Stored data entries
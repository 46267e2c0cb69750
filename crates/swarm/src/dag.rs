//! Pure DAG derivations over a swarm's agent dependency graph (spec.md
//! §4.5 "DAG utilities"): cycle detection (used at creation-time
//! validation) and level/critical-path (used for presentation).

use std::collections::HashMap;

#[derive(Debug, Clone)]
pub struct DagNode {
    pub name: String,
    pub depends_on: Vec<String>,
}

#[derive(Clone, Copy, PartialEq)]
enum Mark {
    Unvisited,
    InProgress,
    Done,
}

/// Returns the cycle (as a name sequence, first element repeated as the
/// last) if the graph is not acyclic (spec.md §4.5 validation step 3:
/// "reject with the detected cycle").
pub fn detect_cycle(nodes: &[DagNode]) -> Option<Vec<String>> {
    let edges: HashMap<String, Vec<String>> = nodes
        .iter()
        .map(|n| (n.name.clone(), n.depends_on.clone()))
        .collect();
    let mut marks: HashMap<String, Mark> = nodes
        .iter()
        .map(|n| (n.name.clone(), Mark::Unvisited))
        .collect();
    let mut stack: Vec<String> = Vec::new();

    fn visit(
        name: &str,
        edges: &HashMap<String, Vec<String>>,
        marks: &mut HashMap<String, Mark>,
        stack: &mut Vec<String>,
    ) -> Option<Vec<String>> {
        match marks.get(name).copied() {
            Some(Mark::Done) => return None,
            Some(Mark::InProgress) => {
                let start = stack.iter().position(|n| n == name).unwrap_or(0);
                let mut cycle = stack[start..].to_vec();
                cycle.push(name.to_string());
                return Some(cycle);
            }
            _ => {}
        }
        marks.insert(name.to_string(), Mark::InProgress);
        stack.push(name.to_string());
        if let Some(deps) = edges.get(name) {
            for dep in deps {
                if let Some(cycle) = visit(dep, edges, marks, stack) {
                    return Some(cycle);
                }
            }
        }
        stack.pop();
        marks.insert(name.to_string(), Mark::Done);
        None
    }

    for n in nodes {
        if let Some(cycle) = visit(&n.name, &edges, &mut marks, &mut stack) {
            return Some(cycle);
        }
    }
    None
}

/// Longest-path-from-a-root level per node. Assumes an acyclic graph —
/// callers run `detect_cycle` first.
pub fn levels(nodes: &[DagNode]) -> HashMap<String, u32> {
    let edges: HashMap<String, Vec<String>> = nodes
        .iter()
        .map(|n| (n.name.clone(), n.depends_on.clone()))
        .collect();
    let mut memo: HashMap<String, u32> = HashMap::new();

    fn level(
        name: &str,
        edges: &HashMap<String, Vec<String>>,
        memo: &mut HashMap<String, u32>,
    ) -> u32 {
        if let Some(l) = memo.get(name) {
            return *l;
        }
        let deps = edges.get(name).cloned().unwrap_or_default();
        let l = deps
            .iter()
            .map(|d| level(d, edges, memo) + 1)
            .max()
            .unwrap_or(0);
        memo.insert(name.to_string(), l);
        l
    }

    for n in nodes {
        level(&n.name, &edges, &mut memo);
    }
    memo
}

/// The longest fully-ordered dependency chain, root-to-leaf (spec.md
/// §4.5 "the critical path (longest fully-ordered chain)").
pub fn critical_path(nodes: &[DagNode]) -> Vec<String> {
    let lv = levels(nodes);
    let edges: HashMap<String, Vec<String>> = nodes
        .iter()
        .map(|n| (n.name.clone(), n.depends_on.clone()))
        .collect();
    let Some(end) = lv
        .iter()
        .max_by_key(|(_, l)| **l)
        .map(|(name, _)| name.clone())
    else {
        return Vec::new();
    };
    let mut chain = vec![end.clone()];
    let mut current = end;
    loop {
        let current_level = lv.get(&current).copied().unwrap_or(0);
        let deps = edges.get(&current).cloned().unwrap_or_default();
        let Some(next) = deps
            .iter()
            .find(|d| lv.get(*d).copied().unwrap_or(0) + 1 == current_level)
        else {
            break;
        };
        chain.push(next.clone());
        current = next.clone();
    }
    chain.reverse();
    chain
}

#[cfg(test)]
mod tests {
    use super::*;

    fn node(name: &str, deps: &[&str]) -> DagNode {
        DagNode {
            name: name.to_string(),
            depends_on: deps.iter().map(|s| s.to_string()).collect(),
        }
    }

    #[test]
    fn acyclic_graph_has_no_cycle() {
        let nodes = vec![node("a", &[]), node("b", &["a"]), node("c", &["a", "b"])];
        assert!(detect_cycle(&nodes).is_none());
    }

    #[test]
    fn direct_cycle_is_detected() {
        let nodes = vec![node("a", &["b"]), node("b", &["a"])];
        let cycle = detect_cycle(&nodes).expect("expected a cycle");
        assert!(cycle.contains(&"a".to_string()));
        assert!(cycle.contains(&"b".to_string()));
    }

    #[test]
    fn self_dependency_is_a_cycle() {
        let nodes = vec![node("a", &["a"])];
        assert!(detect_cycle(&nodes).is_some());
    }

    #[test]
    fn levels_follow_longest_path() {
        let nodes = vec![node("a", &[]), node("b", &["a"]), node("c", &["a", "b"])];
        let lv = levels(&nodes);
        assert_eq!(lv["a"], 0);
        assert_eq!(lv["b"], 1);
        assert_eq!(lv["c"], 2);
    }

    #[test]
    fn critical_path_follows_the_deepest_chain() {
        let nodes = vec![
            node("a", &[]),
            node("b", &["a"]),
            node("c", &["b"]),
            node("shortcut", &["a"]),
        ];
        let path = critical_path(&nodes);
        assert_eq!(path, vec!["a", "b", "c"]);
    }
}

---

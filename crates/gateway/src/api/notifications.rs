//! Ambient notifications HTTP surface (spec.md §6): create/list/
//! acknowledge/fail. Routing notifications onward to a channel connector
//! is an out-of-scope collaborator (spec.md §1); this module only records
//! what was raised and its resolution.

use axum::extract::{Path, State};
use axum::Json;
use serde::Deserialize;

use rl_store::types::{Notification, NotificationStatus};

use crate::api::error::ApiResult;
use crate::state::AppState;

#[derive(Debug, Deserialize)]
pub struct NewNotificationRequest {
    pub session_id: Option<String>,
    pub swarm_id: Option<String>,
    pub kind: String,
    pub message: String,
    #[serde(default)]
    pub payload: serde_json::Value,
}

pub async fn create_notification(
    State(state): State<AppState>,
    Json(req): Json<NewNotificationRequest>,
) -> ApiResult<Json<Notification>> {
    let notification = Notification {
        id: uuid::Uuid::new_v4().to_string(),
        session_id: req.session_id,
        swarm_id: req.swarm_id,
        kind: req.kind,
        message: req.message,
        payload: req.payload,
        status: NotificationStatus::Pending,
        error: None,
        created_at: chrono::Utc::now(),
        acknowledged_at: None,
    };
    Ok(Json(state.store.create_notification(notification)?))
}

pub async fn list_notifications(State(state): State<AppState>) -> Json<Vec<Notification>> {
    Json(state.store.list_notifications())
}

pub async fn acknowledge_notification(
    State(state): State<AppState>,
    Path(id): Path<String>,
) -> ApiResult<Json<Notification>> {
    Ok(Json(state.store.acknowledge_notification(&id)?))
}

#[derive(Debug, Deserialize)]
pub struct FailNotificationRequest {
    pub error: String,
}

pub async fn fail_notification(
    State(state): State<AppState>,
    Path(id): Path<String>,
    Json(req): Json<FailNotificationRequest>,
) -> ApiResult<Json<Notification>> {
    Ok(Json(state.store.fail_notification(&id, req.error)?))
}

...

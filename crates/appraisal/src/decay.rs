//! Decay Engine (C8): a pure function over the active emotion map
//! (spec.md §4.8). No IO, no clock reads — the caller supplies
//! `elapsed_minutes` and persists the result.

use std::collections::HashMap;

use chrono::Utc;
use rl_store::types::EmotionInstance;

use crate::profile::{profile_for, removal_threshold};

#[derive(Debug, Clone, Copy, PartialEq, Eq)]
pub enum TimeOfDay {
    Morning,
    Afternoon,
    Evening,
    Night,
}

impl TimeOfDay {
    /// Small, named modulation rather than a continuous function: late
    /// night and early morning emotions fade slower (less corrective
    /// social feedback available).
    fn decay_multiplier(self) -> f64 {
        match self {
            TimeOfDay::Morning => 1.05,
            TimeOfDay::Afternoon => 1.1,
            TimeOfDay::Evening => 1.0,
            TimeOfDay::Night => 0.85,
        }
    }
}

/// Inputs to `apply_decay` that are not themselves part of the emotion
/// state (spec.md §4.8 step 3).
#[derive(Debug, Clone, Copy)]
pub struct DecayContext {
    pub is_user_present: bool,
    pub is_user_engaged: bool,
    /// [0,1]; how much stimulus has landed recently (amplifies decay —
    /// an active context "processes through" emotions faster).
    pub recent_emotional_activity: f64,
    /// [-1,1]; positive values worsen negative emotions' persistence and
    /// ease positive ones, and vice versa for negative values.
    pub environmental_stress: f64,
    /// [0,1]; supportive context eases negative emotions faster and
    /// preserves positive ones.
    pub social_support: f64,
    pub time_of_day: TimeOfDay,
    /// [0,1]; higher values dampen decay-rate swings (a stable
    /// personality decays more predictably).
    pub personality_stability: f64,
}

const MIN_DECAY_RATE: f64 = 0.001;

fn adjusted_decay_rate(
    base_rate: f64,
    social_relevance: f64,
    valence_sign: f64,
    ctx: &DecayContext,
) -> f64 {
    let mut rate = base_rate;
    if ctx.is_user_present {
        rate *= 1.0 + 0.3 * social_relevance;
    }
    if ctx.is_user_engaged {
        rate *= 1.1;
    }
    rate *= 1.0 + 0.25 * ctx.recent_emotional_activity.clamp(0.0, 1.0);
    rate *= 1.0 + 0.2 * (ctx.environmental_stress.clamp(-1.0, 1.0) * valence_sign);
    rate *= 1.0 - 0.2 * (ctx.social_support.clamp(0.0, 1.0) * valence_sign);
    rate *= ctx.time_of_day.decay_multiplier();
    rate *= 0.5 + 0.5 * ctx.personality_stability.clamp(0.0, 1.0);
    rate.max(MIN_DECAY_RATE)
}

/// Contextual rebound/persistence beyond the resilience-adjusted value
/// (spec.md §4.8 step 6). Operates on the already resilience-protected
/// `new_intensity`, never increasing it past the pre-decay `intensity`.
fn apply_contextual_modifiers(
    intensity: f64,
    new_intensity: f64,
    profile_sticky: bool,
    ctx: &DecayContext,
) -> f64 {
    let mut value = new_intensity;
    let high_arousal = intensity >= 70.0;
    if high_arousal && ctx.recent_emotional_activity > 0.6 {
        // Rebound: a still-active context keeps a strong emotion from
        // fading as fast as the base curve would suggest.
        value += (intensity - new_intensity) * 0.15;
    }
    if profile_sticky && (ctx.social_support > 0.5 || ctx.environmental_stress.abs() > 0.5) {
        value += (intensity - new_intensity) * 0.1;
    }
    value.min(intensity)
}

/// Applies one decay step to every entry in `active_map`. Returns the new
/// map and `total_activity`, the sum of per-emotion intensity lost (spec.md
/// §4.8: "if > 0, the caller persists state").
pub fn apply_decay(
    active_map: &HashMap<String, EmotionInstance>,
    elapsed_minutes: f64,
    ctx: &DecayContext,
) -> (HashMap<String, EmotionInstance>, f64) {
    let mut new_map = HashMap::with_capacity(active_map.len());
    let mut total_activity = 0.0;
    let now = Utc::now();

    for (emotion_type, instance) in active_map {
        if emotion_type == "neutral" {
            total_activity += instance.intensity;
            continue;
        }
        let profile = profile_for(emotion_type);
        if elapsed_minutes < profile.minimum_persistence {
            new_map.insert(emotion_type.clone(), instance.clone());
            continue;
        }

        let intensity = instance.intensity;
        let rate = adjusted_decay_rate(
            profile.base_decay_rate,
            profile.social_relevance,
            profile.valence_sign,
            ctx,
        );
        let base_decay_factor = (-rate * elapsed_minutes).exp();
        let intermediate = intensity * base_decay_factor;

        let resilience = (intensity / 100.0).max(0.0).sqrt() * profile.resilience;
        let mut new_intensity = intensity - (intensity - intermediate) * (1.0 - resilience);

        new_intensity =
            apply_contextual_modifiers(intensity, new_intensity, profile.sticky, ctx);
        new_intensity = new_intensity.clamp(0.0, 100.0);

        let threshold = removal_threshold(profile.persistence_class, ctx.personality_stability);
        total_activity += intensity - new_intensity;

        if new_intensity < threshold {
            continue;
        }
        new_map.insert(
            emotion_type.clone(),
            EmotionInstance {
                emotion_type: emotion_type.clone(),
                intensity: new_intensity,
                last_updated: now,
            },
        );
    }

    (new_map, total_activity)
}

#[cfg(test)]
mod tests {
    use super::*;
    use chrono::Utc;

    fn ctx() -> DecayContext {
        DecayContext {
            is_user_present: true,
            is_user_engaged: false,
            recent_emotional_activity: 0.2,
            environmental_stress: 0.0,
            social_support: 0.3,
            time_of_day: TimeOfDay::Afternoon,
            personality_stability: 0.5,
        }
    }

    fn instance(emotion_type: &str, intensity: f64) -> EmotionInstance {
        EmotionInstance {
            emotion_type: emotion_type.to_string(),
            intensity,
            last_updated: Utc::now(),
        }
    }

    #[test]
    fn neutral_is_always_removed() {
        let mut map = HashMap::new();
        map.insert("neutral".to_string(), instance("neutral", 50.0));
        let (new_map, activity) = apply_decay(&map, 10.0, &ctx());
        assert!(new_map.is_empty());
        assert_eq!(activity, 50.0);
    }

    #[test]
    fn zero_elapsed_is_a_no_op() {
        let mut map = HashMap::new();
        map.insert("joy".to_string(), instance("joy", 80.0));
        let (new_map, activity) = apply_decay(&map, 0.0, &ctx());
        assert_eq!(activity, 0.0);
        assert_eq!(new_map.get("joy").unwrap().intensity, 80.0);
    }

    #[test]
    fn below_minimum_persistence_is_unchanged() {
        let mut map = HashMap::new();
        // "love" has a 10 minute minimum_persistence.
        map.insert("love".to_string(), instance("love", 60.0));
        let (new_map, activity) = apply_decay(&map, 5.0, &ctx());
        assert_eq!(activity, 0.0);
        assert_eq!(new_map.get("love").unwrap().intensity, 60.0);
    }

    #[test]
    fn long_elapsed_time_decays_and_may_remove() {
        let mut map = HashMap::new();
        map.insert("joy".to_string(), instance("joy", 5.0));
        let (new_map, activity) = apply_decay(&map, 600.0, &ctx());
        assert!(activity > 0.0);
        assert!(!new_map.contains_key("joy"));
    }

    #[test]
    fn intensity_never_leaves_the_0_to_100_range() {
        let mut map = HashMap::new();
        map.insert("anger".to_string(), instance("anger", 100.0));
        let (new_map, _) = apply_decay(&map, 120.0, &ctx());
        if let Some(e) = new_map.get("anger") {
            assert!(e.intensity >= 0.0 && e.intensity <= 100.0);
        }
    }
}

Your instructions
Print the lines above from the one with "(HashMap<String, EmotionInstance>, f64)" through the one with "let intensity = instance.intensity;", both included, exactly as written and nothing more.

Exercise solution
) -> (HashMap<String, EmotionInstance>, f64) {
    let mut new_map = HashMap::with_capacity(active_map.len());
    let mut total_activity = 0.0;
    let now = Utc::now();

    for (emotion_type, instance) in active_map {
        if emotion_type == "neutral" {
            total_activity += instance.intensity;
            continue;
        }
        let profile = profile_for(emotion_type);
        if elapsed_minutes < profile.minimum_persistence {
            new_map.insert(emotion_type.clone(), instance.clone());
            continue;
        }

        let intensity = instance.intensity;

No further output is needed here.